What you should do >> From the records, pick out and copy each line containing "crawler".

=====

//! HTTP fetcher implementation
//!
//! This module handles all HTTP requests for the crawler, including:
//! - Building the HTTP client with the descriptive user agent and timeout
//! - Filtering URLs before any network access
//! - GET requests and error classification
//! - The politeness delay after every network attempt
//! - Discovering in-scope outbound links

use crate::config::SkillConfig;
use crate::crawler::parser::discover_links;
use crate::url::{canonicalize, site_root, UrlFilter};
use crate::{ConfigError, FetchError, SkillError};
use reqwest::Client;
use std::time::Duration;
use url::Url;

/// Per-request timeout
pub const REQUEST_TIMEOUT: Duration = Duration::from_secs(10);

/// Why a URL was not fetched
#[derive(Debug, Clone, Copy, PartialEq, Eq)]
pub enum SkipReason {
    /// Rejected by the include/exclude patterns
    Filtered,
}

/// A successfully fetched page
#[derive(Debug, Clone)]
pub struct FetchedPage {
    /// Page body content
    pub body: String,
    /// In-scope links found on the page, in order of appearance
    pub links: Vec<String>,
}

/// Non-error outcome of a fetch attempt
#[derive(Debug, Clone)]
pub enum FetchOutcome {
    Fetched(FetchedPage),
    Skipped(SkipReason),
}

/// Builds an HTTP client with the given client identifier
///
/// # Example
///
/// ```no_run
/// use docs_to_skill::config::DEFAULT_USER_AGENT;
/// use docs_to_skill::crawler::build_http_client;
///
/// let client = build_http_client(DEFAULT_USER_AGENT).unwrap();
/// ```
pub fn build_http_client(user_agent: &str) -> Result<Client, reqwest::Error> {
    Client::builder()
        .user_agent(user_agent)
        .timeout(REQUEST_TIMEOUT)
        .gzip(true)
        .brotli(true)
        .build()
}

/// Fetches single pages politely
///
/// The fetcher never decides whether a URL was already visited; that is
/// settled by the crawl state when the URL is taken off the frontier.
#[derive(Debug, Clone)]
pub struct Fetcher {
    client: Client,
    filter: UrlFilter,
    site_root: String,
    delay: Duration,
}

impl Fetcher {
    /// Creates a fetcher from the configuration
    ///
    /// The site root is taken from the canonical form of `base_url`, the same
    /// serialization discovered links get, so host case and default ports do
    /// not push every link out of scope.
    pub fn new(config: &SkillConfig) -> Result<Self, SkillError> {
        let client = build_http_client(&config.user_agent)?;
        let filter = UrlFilter::new(&config.url_patterns)?;
        let delay = Duration::try_from_secs_f64(config.rate_limit).map_err(|e| {
            ConfigError::Validation(format!("rate_limit {}: {}", config.rate_limit, e))
        })?;
        let base_url = canonicalize(&config.base_url);
        Ok(Self::with_client(client, filter, site_root(&base_url), delay))
    }

    /// Creates a fetcher from already-built parts
    pub fn with_client(client: Client, filter: UrlFilter, site_root: &str, delay: Duration) -> Self {
        Self {
            client,
            filter,
            site_root: site_root.to_string(),
            delay,
        }
    }

    /// Fetches a URL
    ///
    /// # Request Flow
    ///
    /// 1. URLs rejected by the filter are skipped without network access or delay
    /// 2. Send GET request
    /// 3. Sleep for the politeness delay, whatever the outcome
    /// 4. Non-2xx status, timeout or transport failure → `FetchError`
    /// 5. Discover in-scope links on success
    ///
    /// # Returns
    ///
    /// * `Ok(FetchOutcome::Fetched)` - Page body and discovered links
    /// * `Ok(FetchOutcome::Skipped)` - URL not eligible
    /// * `Err(FetchError)` - Recoverable per-page failure
    pub async fn fetch(&self, url: &str) -> Result<FetchOutcome, FetchError> {
        if !self.filter.admit(url) {
            tracing::debug!("Filtered out: {}", url);
            return Ok(FetchOutcome::Skipped(SkipReason::Filtered));
        }

        let page_url = Url::parse(url).map_err(|e| FetchError::Request {
            url: url.to_string(),
            message: e.to_string(),
        })?;

        tracing::info!("Fetching: {}", url);
        let result = self.get(url).await;
        self.pause().await;
        let body = result?;

        let links = discover_links(&body, &page_url, &self.site_root);
        tracing::debug!("Found {} in-scope links on {}", links.len(), url);

        Ok(FetchOutcome::Fetched(FetchedPage { body, links }))
    }

    async fn get(&self, url: &str) -> Result<String, FetchError> {
        let response = self
            .client
            .get(url)
            .send()
            .await
            .map_err(|e| classify_error(url, e))?;

        let status = response.status();
        if !status.is_success() {
            return Err(FetchError::Status {
                url: url.to_string(),
                status: status.as_u16(),
            });
        }

        let body = response.text().await.map_err(|e| {
            if e.is_timeout() {
                FetchError::Timeout {
                    url: url.to_string(),
                }
            } else {
                FetchError::Body {
                    url: url.to_string(),
                    message: e.to_string(),
                }
            }
        })?;

        Ok(body)
    }

    async fn pause(&self) {
        if !self.delay.is_zero() {
            tokio::time::sleep(self.delay).await;
        }
    }
}

fn classify_error(url: &str, error: reqwest::Error) -> FetchError {
    if error.is_timeout() {
        FetchError::Timeout {
            url: url.to_string(),
        }
    } else {
        FetchError::Request {
            url: url.to_string(),
            message: error.to_string(),
        }
    }
}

=====

Solution for this task >>
//! This module handles all HTTP requests for the crawler, including:
use crate::crawler::parser::discover_links;
/// use docs_to_skill::crawler::build_http_client;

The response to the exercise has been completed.